MATERIAL PROVIDED ▸
//! Schema document assembly
//!
//! Each DTO shape becomes one object schema. Field fragments are placed
//! under `properties` and their required flag is lifted into the object's
//! `required` list, in declaration order.
//!
//! Copyright (c) 2025 Dtospec Team
//! Licensed under the Apache-2.0 license

use crate::error::{SchemaError, SchemaResult};
use dtospec_core::{DtoDescriptor, SchemaFragment, SchemaType};
use serde::Serialize;
use serde_json::Value;
use std::collections::BTreeMap;

/// Object schema describing one DTO shape
#[derive(Debug, Clone, PartialEq, Serialize)]
pub struct ObjectSchema {
    #[serde(rename = "type")]
    pub schema_type: SchemaType,

    pub properties: BTreeMap<String, SchemaFragment>,

    #[serde(skip_serializing_if = "Vec::is_empty")]
    pub required: Vec<String>,
}

impl ObjectSchema {
    /// Assemble the object schema of a single shape
    pub fn from_descriptor(descriptor: &DtoDescriptor) -> Self {
        let mut properties = BTreeMap::new();
        let mut required = Vec::new();

        for binding in descriptor.fields() {
            let fragment = binding.kind().schema();
            if fragment.required {
                required.push(binding.name().to_string());
            }
            properties.insert(binding.name().to_string(), fragment);
        }

        Self {
            schema_type: SchemaType::Object,
            properties,
            required,
        }
    }

    pub fn to_value(&self) -> SchemaResult<Value> {
        Ok(serde_json::to_value(self)?)
    }
}

/// Schemas of several shapes keyed by shape name
#[derive(Debug, Clone, Default, PartialEq, Serialize)]
#[serde(transparent)]
pub struct SchemaDocument {
    schemas: BTreeMap<String, ObjectSchema>,
}

impl SchemaDocument {
    pub fn get(&self, name: &str) -> Option<&ObjectSchema> {
        self.schemas.get(name)
    }

    /// Look up a shape's schema, failing with [`SchemaError::UnknownDto`]
    pub fn require(&self, name: &str) -> SchemaResult<&ObjectSchema> {
        self.get(name).ok_or_else(|| SchemaError::UnknownDto {
            name: name.to_string(),
        })
    }

    pub fn names(&self) -> impl Iterator<Item = &str> {
        self.schemas.keys().map(String::as_str)
    }

    pub fn len(&self) -> usize {
        self.schemas.len()
    }

    pub fn is_empty(&self) -> bool {
        self.schemas.is_empty()
    }

    pub fn to_value(&self) -> SchemaResult<Value> {
        Ok(serde_json::to_value(self)?)
    }

    /// Pretty-printed JSON text of the whole document
    pub fn to_json_string(&self) -> SchemaResult<String> {
        Ok(serde_json::to_string_pretty(self)?)
    }
}

/// Generate the schema document for a set of shapes
///
/// Pure and deterministic: identical input produces byte-identical output.
/// When two shapes share a name the later one wins.
pub fn generate_schemas(descriptors: &[&DtoDescriptor]) -> SchemaDocument {
    let schemas = descriptors
        .iter()
        .map(|descriptor| {
            (
                descriptor.name().to_string(),
                ObjectSchema::from_descriptor(descriptor),
            )
        })
        .collect::<BTreeMap<_, _>>();

    tracing::debug!(dtos = schemas.len(), "generated schema document");
    SchemaDocument { schemas }
}

#[cfg(test)]
mod tests {
    use super::*;
    use dtospec_core::BooleanOptions;
    use serde_json::json;

    #[test]
    fn test_required_follows_declaration_order() {
        let dto = DtoDescriptor::builder("Order")
            .boolean("zeta", BooleanOptions::new())
            .boolean("alpha", BooleanOptions::new().optional())
            .boolean("beta", BooleanOptions::new())
            .build()
            .unwrap();

        let schema = ObjectSchema::from_descriptor(&dto);
        assert_eq!(schema.required, vec!["zeta", "beta"]);
        assert_eq!(schema.properties.len(), 3);
    }

    #[test]
    fn test_required_omitted_when_empty() {
        let dto = DtoDescriptor::builder("Loose")
            .boolean("flag", BooleanOptions::new().optional())
            .build()
            .unwrap();

        let value = ObjectSchema::from_descriptor(&dto).to_value().unwrap();
        assert_eq!(
            value,
            json!({"type": "object", "properties": {"flag": {"type": "boolean"}}})
        );
    }

    #[test]
    fn test_unknown_dto_lookup() {
        let document = generate_schemas(&[]);
        assert!(document.is_empty());
        assert!(matches!(
            document.require("Missing"),
            Err(SchemaError::UnknownDto { .. })
        ));
    }
}
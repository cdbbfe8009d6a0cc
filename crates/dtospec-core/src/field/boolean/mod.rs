//! Boolean field kind
//!
//! One [`BooleanOptions`] value is resolved into a [`FieldConfiguration`],
//! and the rule, transform pair and schema fragment are all derived from
//! that single configuration:
//!
//! - `options`: option keys and the config resolver
//! - `rule`: acceptance predicate and its uniform message
//! - `transform`: wire <-> model conversion
//! - `emitter`: schema fragment
//!
//! # Example
//!
//! ```
//! use dtospec_core::field::{BooleanField, BooleanOptions, FieldKind};
//! use serde_json::json;
//!
//! let field = BooleanField::new(BooleanOptions::new().stringified());
//! let model = field.accept("enabled", Some(&json!("true"))).unwrap();
//! assert_eq!(model.map(|m| field.serialize(&m)), Some(json!("true")));
//! ```
//!
//! Copyright (c) 2025 Dtospec Team
//! Licensed under the Apache-2.0 license

pub mod emitter;
pub mod options;
pub mod rule;
pub mod transform;


pub use options::{BooleanOptions, FieldConfiguration};
pub use rule::BooleanRule;
pub use transform::BooleanTransform;

use super::{FieldKind, ModelValue, SchemaFragment};
use crate::error::FieldValidationError;
use serde_json::Value;

/// A declared boolean field: configuration plus the artifacts derived from it
#[derive(Debug, Clone, PartialEq)]
pub struct BooleanField {
    config: FieldConfiguration,
    rule: BooleanRule,
    transform: BooleanTransform,
}

impl BooleanField {
    /// Resolve `options` and derive the rule and transform pair
    pub fn new(options: BooleanOptions) -> Self {
        Self::from_config(options.resolve())
    }

    pub fn from_config(config: FieldConfiguration) -> Self {
        let rule = BooleanRule::new(&config);
        let transform = BooleanTransform::new(config.stringified);
        Self {
            config,
            rule,
            transform,
        }
    }

    pub fn config(&self) -> &FieldConfiguration {
        &self.config
    }
}

impl FieldKind for BooleanField {
    fn kind(&self) -> &'static str {
        "boolean"
    }

    fn is_optional(&self) -> bool {
        self.config.optional
    }

    fn parse(&self, raw: &Value) -> Value {
        self.transform.parse(raw)
    }

    fn validate(
        &self,
        field: &str,
        candidate: Option<&Value>,
    ) -> Result<Option<ModelValue>, FieldValidationError> {
        Ok(self.rule.check(field, candidate)?.map(ModelValue::Boolean))
    }

    fn serialize(&self, model: &ModelValue) -> Value {
        match model {
            ModelValue::Boolean(value) => self.transform.serialize(*value),
        }
    }

    fn schema(&self) -> SchemaFragment {
        emitter::emit_schema(&self.config)
    }
}
//! JSON Schema conformance checks for generated object schemas
//!
//! A [`ConformanceChecker`] compiles one generated object schema with the
//! `jsonschema` crate and answers whether a raw payload conforms to it. The
//! generated schema does not forbid additional properties, so conformance
//! checks shape only; the whitelist is enforced by the validator alone.
//!
//! Copyright (c) 2025 Dtospec Team
//! Licensed under the Apache-2.0 license

use crate::document::{ObjectSchema, SchemaDocument};
use crate::error::{SchemaError, SchemaResult};
use jsonschema::Validator;
use serde_json::Value;

/// Compiled JSON Schema validator for one DTO shape
pub struct ConformanceChecker {
    name: String,
    validator: Validator,
}

impl std::fmt::Debug for ConformanceChecker {
    fn fmt(&self, f: &mut std::fmt::Formatter<'_>) -> std::fmt::Result {
        f.debug_struct("ConformanceChecker")
            .field("name", &self.name)
            .finish_non_exhaustive()
    }
}

impl ConformanceChecker {
    /// Compile the object schema generated for `name`
    pub fn new(name: impl Into<String>, schema: &ObjectSchema) -> SchemaResult<Self> {
        let name = name.into();
        let schema = schema.to_value()?;
        let validator = jsonschema::validator_for(&schema).map_err(|e| SchemaError::Compile {
            name: name.clone(),
            message: e.to_string(),
        })?;

        tracing::debug!(dto = %name, "compiled conformance checker");
        Ok(Self { name, validator })
    }

    /// Compile the checker for one shape of a schema document
    pub fn from_document(document: &SchemaDocument, name: &str) -> SchemaResult<Self> {
        Self::new(name, document.require(name)?)
    }

    pub fn name(&self) -> &str {
        &self.name
    }

    /// Whether `payload` conforms to the schema
    pub fn conforms(&self, payload: &Value) -> bool {
        self.validator.is_valid(payload)
    }

    /// Every schema violation for `payload`, as messages
    pub fn violations(&self, payload: &Value) -> Vec<String> {
        self.validator
            .iter_errors(payload)
            .map(|error| error.to_string())
            .collect()
    }
}
//! Boolean field options and their resolution
//!
//! [`BooleanOptions`] is what a DTO author writes; [`FieldConfiguration`] is
//! the immutable effective configuration every artifact of the field is
//! derived from.
//!
//! Copyright (c) 2025 Dtospec Team
//! Licensed under the Apache-2.0 license

use crate::error::{Error, Result};
use serde::{Deserialize, Serialize};
use serde_json::Value;

/// User-supplied options for a boolean field
///
/// Every key is optional. When read from an untyped declaration, unknown keys
/// are rejected at declaration time.
#[derive(Debug, Clone, Default, PartialEq, Eq, Serialize, Deserialize)]
#[serde(deny_unknown_fields)]
pub struct BooleanOptions {
    /// Also accept the strings `"true"` / `"false"` and emit them on output
    #[serde(default)]
    pub stringified: bool,

    /// Accept an absent value
    #[serde(default)]
    pub optional: bool,

    /// Restrict the accepted set to a single value
    #[serde(default, skip_serializing_if = "Option::is_none")]
    pub constant: Option<bool>,

    /// Schema-only description
    #[serde(default, skip_serializing_if = "Option::is_none")]
    pub description: Option<String>,

    /// Schema-only deprecation marker
    #[serde(default)]
    pub deprecated: bool,
}

impl BooleanOptions {
    /// Create options with every key at its default
    pub fn new() -> Self {
        Self::default()
    }

    /// Accept and emit the string forms `"true"` / `"false"`
    pub fn stringified(mut self) -> Self {
        self.stringified = true;
        self
    }

    /// Accept an absent value
    pub fn optional(mut self) -> Self {
        self.optional = true;
        self
    }

    /// Only accept `value`
    pub fn constant(mut self, value: bool) -> Self {
        self.constant = Some(value);
        self
    }

    /// Attach a schema description
    pub fn description(mut self, description: impl Into<String>) -> Self {
        self.description = Some(description.into());
        self
    }

    /// Mark the field deprecated in the schema
    pub fn deprecated(mut self) -> Self {
        self.deprecated = true;
        self
    }

    /// Read options from an untyped declaration value
    ///
    /// `null` means "no options". Unknown keys and mistyped values are
    /// declaration errors attributed to `field`.
    pub fn from_value(field: &str, value: &Value) -> Result<Self> {
        if value.is_null() {
            return Ok(Self::default());
        }
        if !value.is_object() {
            return Err(Error::declaration(
                field,
                format!("boolean options must be an object, found {}", value),
            ));
        }
        serde_json::from_value(value.clone())
            .map_err(|e| Error::declaration(field, e.to_string()))
    }

    /// Normalize into the effective configuration
    pub fn resolve(self) -> FieldConfiguration {
        FieldConfiguration {
            optional: self.optional,
            constant: self.constant,
            stringified: self.stringified,
            description: self.description,
            deprecated: self.deprecated,
        }
    }
}

/// Effective configuration of a boolean field
#[derive(Debug, Clone, PartialEq, Eq)]
pub struct FieldConfiguration {
    pub optional: bool,
    pub constant: Option<bool>,
    pub stringified: bool,
    pub description: Option<String>,
    pub deprecated: bool,
}

impl FieldConfiguration {
    /// Whether `value` is inside the accepted set
    pub fn admits(&self, value: bool) -> bool {
        self.constant.map_or(true, |constant| constant == value)
    }
}

impl From<BooleanOptions> for FieldConfiguration {
    fn from(options: BooleanOptions) -> Self {
        options.resolve()
    }
}

#[cfg(test)]
mod tests {
    use super::*;
    use serde_json::json;

    #[test]
    fn test_defaults() {
        let config = BooleanOptions::new().resolve();
        assert!(!config.optional);
        assert!(!config.stringified);
        assert_eq!(config.constant, None);
        assert!(config.admits(true));
        assert!(config.admits(false));
    }

    #[test]
    fn test_builder_composes() {
        let config = BooleanOptions::new().stringified().optional().constant(false).resolve();
        assert!(config.optional);
        assert!(config.stringified);
        assert_eq!(config.constant, Some(false));
        assert!(!config.admits(true));
        assert!(config.admits(false));
    }

    #[test]
    fn test_from_value_recognized_keys() {
        let options = BooleanOptions::from_value(
            "flag",
            &json!({"stringified": true, "optional": true, "constant": true}),
        )
        .unwrap();
        assert_eq!(options, BooleanOptions::new().stringified().optional().constant(true));
    }

    #[test]
    fn test_from_value_null_is_default() {
        let options = BooleanOptions::from_value("flag", &Value::Null).unwrap();
        assert_eq!(options, BooleanOptions::default());
    }

    #[test]
    fn test_from_value_rejects_unknown_key() {
        let err = BooleanOptions::from_value("flag", &json!({"strict": true})).unwrap_err();
        match err {
            Error::Declaration { field, message } => {
                assert_eq!(field, "flag");
                assert!(message.contains("unknown field `strict`"));
            }
            other => panic!("expected declaration error, got {:?}", other),
        }
    }

    #[test]
    fn test_from_value_rejects_mistyped_constant() {
        let err = BooleanOptions::from_value("flag", &json!({"constant": "false"})).unwrap_err();
        assert!(matches!(err, Error::Declaration { .. }));
    }

    #[test]
    fn test_from_value_rejects_non_object() {
        let err = BooleanOptions::from_value("flag", &json!([true])).unwrap_err();
        assert!(err.to_string().contains("must be an object"));
    }
}
//! Shared utilities for command handlers

use crate::declarations;
use crate::error::{Error, Result};
use dtospec_core::DtoRegistry;
use serde_json::Value;
use std::path::Path;

/// Load a declaration file, mapping failures to CLI errors
pub fn load_declarations(path: &Path) -> Result<DtoRegistry> {
    if !path.exists() {
        return Err(Error::FileNotFound {
            path: path.to_path_buf(),
        });
    }

    declarations::load_registry(path).map_err(|e| Error::Declarations {
        path: path.to_path_buf(),
        message: format!("{:#}", e),
    })
}

/// Read a payload file (or stdin for `-`)
pub fn load_payload(source: &str) -> Result<Value> {
    if source != "-" && !Path::new(source).exists() {
        return Err(Error::FileNotFound {
            path: source.into(),
        });
    }

    declarations::read_payload(source).map_err(|e| Error::InvalidFormat {
        path: source.into(),
        expected: format!("JSON, YAML or TOML ({:#})", e),
    })
}
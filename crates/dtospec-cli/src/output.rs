//! Output formatting and writing utilities
//!
//! This module provides utilities for formatting and writing output
//! in various formats (JSON, YAML, human-readable) with specialized
//! rendering for declaration summaries and validation outcomes.

use crate::cli::OutputFormat;
use crate::error::Result;
use colored::Colorize;
use dtospec_core::{DtoDescriptor, DtoRegistry};
use serde::Serialize;
use serde_json::Value;
use std::io::{self, Write};
use tracing::trace;


/// Summary of one declared field
#[derive(Debug, Clone, PartialEq, Serialize)]
pub struct FieldSummary {
    pub name: String,
    pub kind: String,
    pub required: bool,
    #[serde(skip_serializing_if = "Option::is_none")]
    pub allowed: Option<Vec<Value>>,
}

/// Summary of one declared DTO shape
#[derive(Debug, Clone, PartialEq, Serialize)]
pub struct DtoSummary {
    pub name: String,
    pub fields: Vec<FieldSummary>,
}

impl DtoSummary {
    pub fn from_descriptor(descriptor: &DtoDescriptor) -> Self {
        let fields = descriptor
            .fields()
            .iter()
            .map(|binding| {
                let schema = binding.kind().schema();
                FieldSummary {
                    name: binding.name().to_string(),
                    kind: binding.kind().kind().to_string(),
                    required: schema.required,
                    allowed: schema.enum_values,
                }
            })
            .collect();

        Self {
            name: descriptor.name().to_string(),
            fields,
        }
    }

    /// Summaries of every shape in registration order
    pub fn from_registry(registry: &DtoRegistry) -> Vec<Self> {
        registry
            .descriptors()
            .into_iter()
            .map(Self::from_descriptor)
            .collect()
    }
}

/// Outcome of running one payload through a DTO
#[derive(Debug, Clone, PartialEq, Serialize)]
pub struct PayloadOutcome {
    pub valid: bool,
    #[serde(skip_serializing_if = "Option::is_none")]
    pub value: Option<Value>,
    #[serde(skip_serializing_if = "Option::is_none")]
    pub error: Option<String>,
}

impl PayloadOutcome {
    pub fn accepted(value: Value) -> Self {
        Self {
            valid: true,
            value: Some(value),
            error: None,
        }
    }

    pub fn rejected(message: impl Into<String>) -> Self {
        Self {
            valid: false,
            value: None,
            error: Some(message.into()),
        }
    }
}

/// Trait for formatting output with specialized support for common types
pub trait OutputFormatter {
    /// Format a serializable value
    fn format<T: Serialize>(&self, value: &T) -> Result<String>;

    /// Format declaration summaries
    fn format_summaries(&self, summaries: &[DtoSummary]) -> Result<String>;

    /// Format payload outcomes, one per payload
    fn format_outcomes(&self, outcomes: &[PayloadOutcome]) -> Result<String>;
}

impl OutputFormatter for OutputFormat {
    fn format<T: Serialize>(&self, value: &T) -> Result<String> {
        match self {
            OutputFormat::Json => Ok(serde_json::to_string(value)?),
            OutputFormat::JsonPretty => Ok(serde_json::to_string_pretty(value)?),
            OutputFormat::Yaml => Ok(serde_yaml::to_string(value)?),
            OutputFormat::Human => Ok(serde_json::to_string_pretty(value)?),
        }
    }

    fn format_summaries(&self, summaries: &[DtoSummary]) -> Result<String> {
        match self {
            OutputFormat::Human => Ok(format_summaries_human(summaries)),
            _ => self.format(&summaries),
        }
    }

    fn format_outcomes(&self, outcomes: &[PayloadOutcome]) -> Result<String> {
        match self {
            OutputFormat::Human => format_outcomes_human(outcomes),
            _ => self.format(&outcomes),
        }
    }
}

/// Output writer that handles different output formats and colors
pub struct OutputWriter {
    format: OutputFormat,
    use_color: bool,
    quiet: bool,
    writer: Box<dyn Write>,
}

impl OutputWriter {
    /// Create a new output writer on stdout
    pub fn new(format: OutputFormat, use_color: bool, quiet: bool) -> Self {
        Self::with_writer(format, use_color, quiet, Box::new(io::stdout()))
    }

    /// Create an output writer with a custom writer
    pub fn with_writer(
        format: OutputFormat,
        use_color: bool,
        quiet: bool,
        writer: Box<dyn Write>,
    ) -> Self {
        Self {
            format,
            use_color,
            quiet,
            writer,
        }
    }

    pub fn is_human(&self) -> bool {
        self.format == OutputFormat::Human
    }

    /// Write raw output
    pub fn write(&mut self, content: &str) -> Result<()> {
        write!(self.writer, "{}", content)?;
        self.writer.flush()?;
        Ok(())
    }

    /// Write a line of output
    pub fn writeln(&mut self, content: &str) -> Result<()> {
        writeln!(self.writer, "{}", content)?;
        self.writer.flush()?;
        Ok(())
    }

    /// Write an info message
    pub fn info(&mut self, message: &str) -> Result<()> {
        if self.quiet || !self.is_human() {
            return Ok(());
        }

        if self.use_color {
            self.writeln(&format!("{} {}", "ℹ".blue(), message))
        } else {
            self.writeln(&format!("INFO: {}", message))
        }
    }

    /// Write a success message
    pub fn success(&mut self, message: &str) -> Result<()> {
        if self.quiet || !self.is_human() {
            return Ok(());
        }

        if self.use_color {
            self.writeln(&message.green().to_string())
        } else {
            self.writeln(message)
        }
    }

    /// Write a warning message
    pub fn warning(&mut self, message: &str) -> Result<()> {
        if !self.is_human() {
            return Ok(());
        }

        if self.use_color {
            self.writeln(&message.yellow().to_string())
        } else {
            self.writeln(&format!("WARNING: {}", message))
        }
    }

    /// Write a section header
    pub fn section(&mut self, title: &str) -> Result<()> {
        if self.quiet || !self.is_human() {
            return Ok(());
        }

        self.writeln("")?;
        if self.use_color {
            self.writeln(&format!("═══ {} ═══", title).bright_blue().to_string())
        } else {
            self.writeln(&format!("=== {} ===", title))
        }
    }

    /// Write data in the configured format
    pub fn data<T: Serialize>(&mut self, value: &T) -> Result<()> {
        let formatted = self.format.format(value)?;
        trace!(bytes = formatted.len(), "Outputting data");
        self.emit(&formatted)
    }

    /// Write declaration summaries
    pub fn summaries(&mut self, summaries: &[DtoSummary]) -> Result<()> {
        let formatted = self.format.format_summaries(summaries)?;
        self.emit(&formatted)
    }

    /// Write payload outcomes
    pub fn outcomes(&mut self, outcomes: &[PayloadOutcome]) -> Result<()> {
        let formatted = self.format.format_outcomes(outcomes)?;
        self.emit(&formatted)
    }

    fn emit(&mut self, formatted: &str) -> Result<()> {
        if self.format == OutputFormat::Yaml || formatted.ends_with('\n') {
            self.write(formatted)
        } else {
            self.writeln(formatted)
        }
    }
}

/// Human rendering of declaration summaries
fn format_summaries_human(summaries: &[DtoSummary]) -> String {
    let mut out = String::new();
    for summary in summaries {
        out.push_str(&format!("{} ({} field(s))\n", summary.name, summary.fields.len()));
        for field in &summary.fields {
            let presence = if field.required { "required" } else { "optional" };
            out.push_str(&format!("  - {}: {}, {}", field.name, field.kind, presence));
            if let Some(allowed) = &field.allowed {
                let values: Vec<String> = allowed.iter().map(format_value_compact).collect();
                out.push_str(&format!(", only {}", values.join(" | ")));
            }
            out.push('\n');
        }
    }
    out
}

/// Human rendering of payload outcomes
fn format_outcomes_human(outcomes: &[PayloadOutcome]) -> Result<String> {
    let mut out = String::new();
    let numbered = outcomes.len() > 1;

    for (index, outcome) in outcomes.iter().enumerate() {
        let prefix = if numbered {
            format!("[{}] ", index)
        } else {
            String::new()
        };

        match (&outcome.value, &outcome.error) {
            (Some(value), _) => {
                out.push_str(&format!("{}✓ {}\n", prefix, format_value_compact(value)));
            }
            (None, Some(error)) => {
                out.push_str(&format!("{}✗ {}\n", prefix, error));
            }
            (None, None) => {
                out.push_str(&format!("{}{}\n", prefix, serde_json::to_string(outcome)?));
            }
        }
    }
    Ok(out)
}

/// Single-line JSON for a value
fn format_value_compact(value: &Value) -> String {
    value.to_string()
}
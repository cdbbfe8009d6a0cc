//! Wire <-> model transform pair for boolean fields
//!
//! Copyright (c) 2025 Dtospec Team
//! Licensed under the Apache-2.0 license

use serde_json::Value;

/// Wire literal for `true` on stringified fields
pub const TRUE_LITERAL: &str = "true";

/// Wire literal for `false` on stringified fields
pub const FALSE_LITERAL: &str = "false";

/// Exact, case-sensitive reading of a stringified boolean
pub fn parse_literal(s: &str) -> Option<bool> {
    match s {
        TRUE_LITERAL => Some(true),
        FALSE_LITERAL => Some(false),
        _ => None,
    }
}

/// Wire literal for a boolean
pub fn literal(value: bool) -> &'static str {
    if value {
        TRUE_LITERAL
    } else {
        FALSE_LITERAL
    }
}

/// Parse / serialize directions of a boolean field
#[derive(Debug, Clone, Copy, PartialEq, Eq)]
pub struct BooleanTransform {
    stringified: bool,
}

impl BooleanTransform {
    pub fn new(stringified: bool) -> Self {
        Self { stringified }
    }

    /// Wire -> model
    ///
    /// Only the two exact literals are converted, and only when stringified.
    /// Anything else is returned untouched for the rule to reject.
    pub fn parse(&self, raw: &Value) -> Value {
        if self.stringified {
            if let Value::String(s) = raw {
                if let Some(value) = parse_literal(s) {
                    tracing::trace!(literal = %s, "parsed stringified boolean");
                    return Value::Bool(value);
                }
            }
        }
        raw.clone()
    }

    /// Model -> wire
    pub fn serialize(&self, value: bool) -> Value {
        if self.stringified {
            Value::String(literal(value).to_string())
        } else {
            Value::Bool(value)
        }
    }
}

#[cfg(test)]
mod tests {
    use super::*;
    use serde_json::json;

    #[test]
    fn test_literal_table() {
        assert_eq!(parse_literal("true"), Some(true));
        assert_eq!(parse_literal("false"), Some(false));
        assert_eq!(parse_literal("True"), None);
        assert_eq!(parse_literal(" false"), None);
        assert_eq!(parse_literal(""), None);
        assert_eq!(literal(true), "true");
        assert_eq!(literal(false), "false");
    }

    #[test]
    fn test_plain_parse_is_identity() {
        let transform = BooleanTransform::new(false);
        assert_eq!(transform.parse(&json!("true")), json!("true"));
        assert_eq!(transform.parse(&json!(true)), json!(true));
        assert_eq!(transform.parse(&json!(0)), json!(0));
    }

    #[test]
    fn test_stringified_parse_converts_only_exact_literals() {
        let transform = BooleanTransform::new(true);
        assert_eq!(transform.parse(&json!("true")), json!(true));
        assert_eq!(transform.parse(&json!("false")), json!(false));
        assert_eq!(transform.parse(&json!(false)), json!(false));
        assert_eq!(transform.parse(&json!("TRUE")), json!("TRUE"));
        assert_eq!(transform.parse(&json!(1)), json!(1));
        assert_eq!(transform.parse(&Value::Null), Value::Null);
    }

    #[test]
    fn test_serialize() {
        assert_eq!(BooleanTransform::new(false).serialize(true), json!(true));
        assert_eq!(BooleanTransform::new(true).serialize(true), json!("true"));
        assert_eq!(BooleanTransform::new(true).serialize(false), json!("false"));
    }
}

WHAT YOU NEED TO DO ▸
Could you copy each line of the material that holds "quiet"?

EXPECTED ANSWER ▸
    quiet: bool,
    pub fn new(format: OutputFormat, use_color: bool, quiet: bool) -> Self {
        Self::with_writer(format, use_color, quiet, Box::new(io::stdout()))
        quiet: bool,
            quiet,
        if self.quiet || !self.is_human() {
        if self.quiet || !self.is_human() {
        if self.quiet || !self.is_human() {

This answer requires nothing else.